**PROMPT**
As you look over the data below, please find each line where the word "ExecutionEncoding" appears, then copy it.

Start of PROVIDED ENTRIES

//! NFT 铸造
//!
//! 用配置的账户发送一笔 `mint(recipient, token_uri)` 调用

use async_trait::async_trait;
use starknet::{
    accounts::{Account, ExecutionEncoding, SingleOwnerAccount},
    core::types::{Call, Felt},
    macros::selector,
    providers::{
        jsonrpc::{HttpTransport, JsonRpcClient},
        Provider,
    },
    signers::{LocalWallet, SigningKey},
};
use tracing::{error, info};
use url::Url;

use super::error::PipelineError;
use crate::config::SigningCredentials;
use crate::domain::MintParams;

/// Cairo `bytes31` 的最大字节数
const BYTES_PER_WORD: usize = 31;

#[async_trait]
pub trait NftMinter: Send + Sync {
    /// 返回 invoke 交易哈希
    async fn mint(&self, params: &MintParams) -> Result<String, PipelineError>;
}

pub struct StarknetMinter {
    credentials: SigningCredentials,
}

impl StarknetMinter {
    pub fn new(credentials: SigningCredentials) -> Self {
        Self { credentials }
    }

    fn parse_credentials(&self) -> Result<(Url, Felt, Felt), PipelineError> {
        let rpc_url = Url::parse(&self.credentials.rpc_url).map_err(|e| {
            PipelineError::Credential(format!("STARKNET_RPC_URL is not a valid URL: {}", e))
        })?;
        let account_address = Felt::from_hex(&self.credentials.account_address).map_err(|_| {
            PipelineError::Credential("STARKNET_ACCOUNT_ADDRESS is not a hex felt".to_string())
        })?;
        let private_key = Felt::from_hex(&self.credentials.private_key).map_err(|_| {
            PipelineError::Credential("STARKNET_PRIVATE_KEY is not a hex felt".to_string())
        })?;
        Ok((rpc_url, account_address, private_key))
    }
}

#[async_trait]
impl NftMinter for StarknetMinter {
    async fn mint(&self, params: &MintParams) -> Result<String, PipelineError> {
        let (rpc_url, account_address, private_key) = self.parse_credentials()?;
        let call = mint_call(params)?;

        let provider = JsonRpcClient::new(HttpTransport::new(rpc_url));
        let chain_id = provider.chain_id().await.map_err(|e| {
            error!(error = %e, "Failed to fetch chain id");
            PipelineError::Remote(format!("failed to fetch chain id: {}", e))
        })?;

        let signer = LocalWallet::from_signing_key(SigningKey::from_secret_scalar(private_key));
        let account = SingleOwnerAccount::new(
            provider,
            signer,
            account_address,
            chain_id,
            ExecutionEncoding::New,
        );

        let result = account.execute_v3(vec![call]).send().await.map_err(|e| {
            error!(
                contract_address = %params.contract_address,
                error = %e,
                "Mint invoke failed"
            );
            PipelineError::Remote(e.to_string())
        })?;

        let tx_hash = format!("{:#x}", result.transaction_hash);
        info!(
            contract_address = %params.contract_address,
            recipient = %params.recipient,
            tx_hash = %tx_hash,
            "Mint submitted"
        );
        Ok(tx_hash)
    }
}

fn mint_call(params: &MintParams) -> Result<Call, PipelineError> {
    let to = Felt::from_hex(&params.contract_address)
        .map_err(|_| invalid_address("contract_address"))?;
    let recipient =
        Felt::from_hex(&params.recipient).map_err(|_| invalid_address("recipient"))?;

    let mut calldata = vec![recipient];
    calldata.extend(encode_byte_array(&params.uri));

    Ok(Call {
        to,
        selector: selector!("mint"),
        calldata,
    })
}

fn invalid_address(field: &str) -> PipelineError {
    crate::domain::ValidationError::field(field, format!("'{}' is not a valid felt", field)).into()
}

/// Cairo `ByteArray` 序列化：完整字数量、每个 31 字节的字、剩余部分及其长度
fn encode_byte_array(value: &str) -> Vec<Felt> {
    let bytes = value.as_bytes();
    let chunks: Vec<&[u8]> = bytes.chunks(BYTES_PER_WORD).collect();

    let (full, pending): (&[&[u8]], &[u8]) = match chunks.split_last() {
        Some((last, rest)) if last.len() < BYTES_PER_WORD => (rest, *last),
        _ => (&chunks[..], &[]),
    };

    let mut felts = Vec::with_capacity(full.len() + 3);
    felts.push(Felt::from(full.len() as u64));
    felts.extend(full.iter().map(|word| Felt::from_bytes_be_slice(word)));
    felts.push(Felt::from_bytes_be_slice(pending));
    felts.push(Felt::from(pending.len() as u64));
    felts
}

End of PROVIDED ENTRIES

**ANSWER SECTION**
    accounts::{Account, ExecutionEncoding, SingleOwnerAccount},
            ExecutionEncoding::New,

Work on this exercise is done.